**Records shown:**
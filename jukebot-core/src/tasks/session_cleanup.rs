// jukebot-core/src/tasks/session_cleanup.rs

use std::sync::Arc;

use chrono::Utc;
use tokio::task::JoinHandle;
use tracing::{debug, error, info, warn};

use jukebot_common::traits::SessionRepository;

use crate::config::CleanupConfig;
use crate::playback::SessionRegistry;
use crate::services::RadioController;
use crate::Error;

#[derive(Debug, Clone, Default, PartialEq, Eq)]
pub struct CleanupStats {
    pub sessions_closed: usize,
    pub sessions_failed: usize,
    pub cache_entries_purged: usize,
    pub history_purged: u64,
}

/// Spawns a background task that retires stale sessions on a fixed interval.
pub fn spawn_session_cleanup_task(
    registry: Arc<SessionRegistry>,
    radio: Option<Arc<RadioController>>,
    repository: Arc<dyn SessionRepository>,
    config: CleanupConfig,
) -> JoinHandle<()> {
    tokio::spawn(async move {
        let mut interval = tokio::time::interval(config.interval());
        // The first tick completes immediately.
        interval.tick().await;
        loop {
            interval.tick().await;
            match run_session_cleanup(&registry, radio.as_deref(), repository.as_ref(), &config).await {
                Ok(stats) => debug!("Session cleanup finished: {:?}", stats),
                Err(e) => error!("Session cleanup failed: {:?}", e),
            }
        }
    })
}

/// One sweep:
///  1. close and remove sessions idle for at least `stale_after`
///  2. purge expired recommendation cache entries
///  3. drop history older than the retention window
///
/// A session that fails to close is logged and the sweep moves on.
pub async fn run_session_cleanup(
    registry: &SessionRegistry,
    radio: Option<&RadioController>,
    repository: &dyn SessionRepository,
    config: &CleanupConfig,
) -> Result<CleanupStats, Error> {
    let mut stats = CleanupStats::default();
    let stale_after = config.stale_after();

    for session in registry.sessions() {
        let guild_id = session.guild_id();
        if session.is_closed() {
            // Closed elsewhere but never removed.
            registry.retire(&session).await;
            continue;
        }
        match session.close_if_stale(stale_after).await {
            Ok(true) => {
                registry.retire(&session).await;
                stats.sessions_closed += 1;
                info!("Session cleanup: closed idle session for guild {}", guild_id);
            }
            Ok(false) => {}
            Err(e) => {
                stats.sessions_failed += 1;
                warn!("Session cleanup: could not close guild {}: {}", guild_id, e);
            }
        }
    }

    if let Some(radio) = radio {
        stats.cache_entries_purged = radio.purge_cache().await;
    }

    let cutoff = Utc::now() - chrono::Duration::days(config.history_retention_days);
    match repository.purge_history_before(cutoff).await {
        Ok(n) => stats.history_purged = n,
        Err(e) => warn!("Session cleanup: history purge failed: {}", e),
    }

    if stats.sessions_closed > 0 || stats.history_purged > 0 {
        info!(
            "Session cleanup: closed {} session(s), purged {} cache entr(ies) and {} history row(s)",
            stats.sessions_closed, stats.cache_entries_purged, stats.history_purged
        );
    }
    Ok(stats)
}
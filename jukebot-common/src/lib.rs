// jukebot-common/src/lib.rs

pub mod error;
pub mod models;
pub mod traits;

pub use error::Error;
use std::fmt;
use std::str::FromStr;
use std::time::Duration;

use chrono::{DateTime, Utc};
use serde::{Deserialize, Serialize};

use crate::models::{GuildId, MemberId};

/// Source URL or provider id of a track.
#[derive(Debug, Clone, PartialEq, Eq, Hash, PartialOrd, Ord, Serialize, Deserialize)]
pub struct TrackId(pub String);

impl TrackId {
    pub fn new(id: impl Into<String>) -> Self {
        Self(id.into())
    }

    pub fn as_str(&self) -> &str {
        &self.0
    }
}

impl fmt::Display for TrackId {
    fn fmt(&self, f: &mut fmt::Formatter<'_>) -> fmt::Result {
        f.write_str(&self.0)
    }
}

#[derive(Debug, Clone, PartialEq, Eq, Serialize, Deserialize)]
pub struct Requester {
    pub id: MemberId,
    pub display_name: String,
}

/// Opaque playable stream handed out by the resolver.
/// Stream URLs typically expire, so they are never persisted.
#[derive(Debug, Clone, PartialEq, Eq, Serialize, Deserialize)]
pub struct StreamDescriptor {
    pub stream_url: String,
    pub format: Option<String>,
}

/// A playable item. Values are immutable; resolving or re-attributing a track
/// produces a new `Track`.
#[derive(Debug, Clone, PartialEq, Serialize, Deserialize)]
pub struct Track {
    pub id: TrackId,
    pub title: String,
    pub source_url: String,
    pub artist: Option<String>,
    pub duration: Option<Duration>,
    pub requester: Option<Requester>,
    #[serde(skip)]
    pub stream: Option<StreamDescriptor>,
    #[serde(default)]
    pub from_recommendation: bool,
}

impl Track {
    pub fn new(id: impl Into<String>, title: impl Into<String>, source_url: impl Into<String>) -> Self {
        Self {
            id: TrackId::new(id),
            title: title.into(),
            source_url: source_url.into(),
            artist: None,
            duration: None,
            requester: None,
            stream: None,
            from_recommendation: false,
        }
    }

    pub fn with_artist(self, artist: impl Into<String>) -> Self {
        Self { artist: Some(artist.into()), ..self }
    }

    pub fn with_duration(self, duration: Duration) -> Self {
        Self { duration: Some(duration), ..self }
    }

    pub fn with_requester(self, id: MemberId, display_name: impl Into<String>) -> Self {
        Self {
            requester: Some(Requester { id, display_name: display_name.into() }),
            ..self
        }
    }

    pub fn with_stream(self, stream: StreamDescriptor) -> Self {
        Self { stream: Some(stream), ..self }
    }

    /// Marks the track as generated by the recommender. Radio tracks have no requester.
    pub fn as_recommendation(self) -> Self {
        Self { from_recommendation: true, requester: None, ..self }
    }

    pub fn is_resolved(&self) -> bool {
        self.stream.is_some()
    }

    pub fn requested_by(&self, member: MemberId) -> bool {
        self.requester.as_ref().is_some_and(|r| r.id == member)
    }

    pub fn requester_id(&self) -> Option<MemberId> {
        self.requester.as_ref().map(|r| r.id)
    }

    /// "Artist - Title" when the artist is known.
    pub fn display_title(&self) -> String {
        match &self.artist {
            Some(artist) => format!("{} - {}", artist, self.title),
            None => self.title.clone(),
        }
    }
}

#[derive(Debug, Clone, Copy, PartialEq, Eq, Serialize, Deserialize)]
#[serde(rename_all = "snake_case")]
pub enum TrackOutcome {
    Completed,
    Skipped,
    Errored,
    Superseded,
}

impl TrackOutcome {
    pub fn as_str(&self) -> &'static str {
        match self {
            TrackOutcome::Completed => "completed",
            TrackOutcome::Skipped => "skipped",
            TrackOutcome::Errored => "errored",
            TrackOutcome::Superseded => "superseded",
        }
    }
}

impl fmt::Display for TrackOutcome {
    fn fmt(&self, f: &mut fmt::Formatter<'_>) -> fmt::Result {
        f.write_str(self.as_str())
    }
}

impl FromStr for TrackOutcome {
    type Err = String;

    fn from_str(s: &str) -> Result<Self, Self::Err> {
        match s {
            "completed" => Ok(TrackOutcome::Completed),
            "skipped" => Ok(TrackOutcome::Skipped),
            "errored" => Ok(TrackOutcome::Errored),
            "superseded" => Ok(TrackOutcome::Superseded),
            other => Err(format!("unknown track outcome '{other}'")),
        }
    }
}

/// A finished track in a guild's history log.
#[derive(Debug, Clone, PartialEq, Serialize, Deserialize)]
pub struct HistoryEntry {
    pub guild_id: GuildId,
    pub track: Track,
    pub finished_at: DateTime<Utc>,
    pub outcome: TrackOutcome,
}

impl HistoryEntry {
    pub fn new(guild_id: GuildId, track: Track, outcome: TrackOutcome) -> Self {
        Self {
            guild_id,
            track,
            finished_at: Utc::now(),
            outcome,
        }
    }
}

**What is being asked:** Whenever "info" occurs in a line of the entries, copy that line.

**Finished exercise:**
use tracing::{debug, error, info, warn};
                info!("Session cleanup: closed idle session for guild {}", guild_id);
        info!(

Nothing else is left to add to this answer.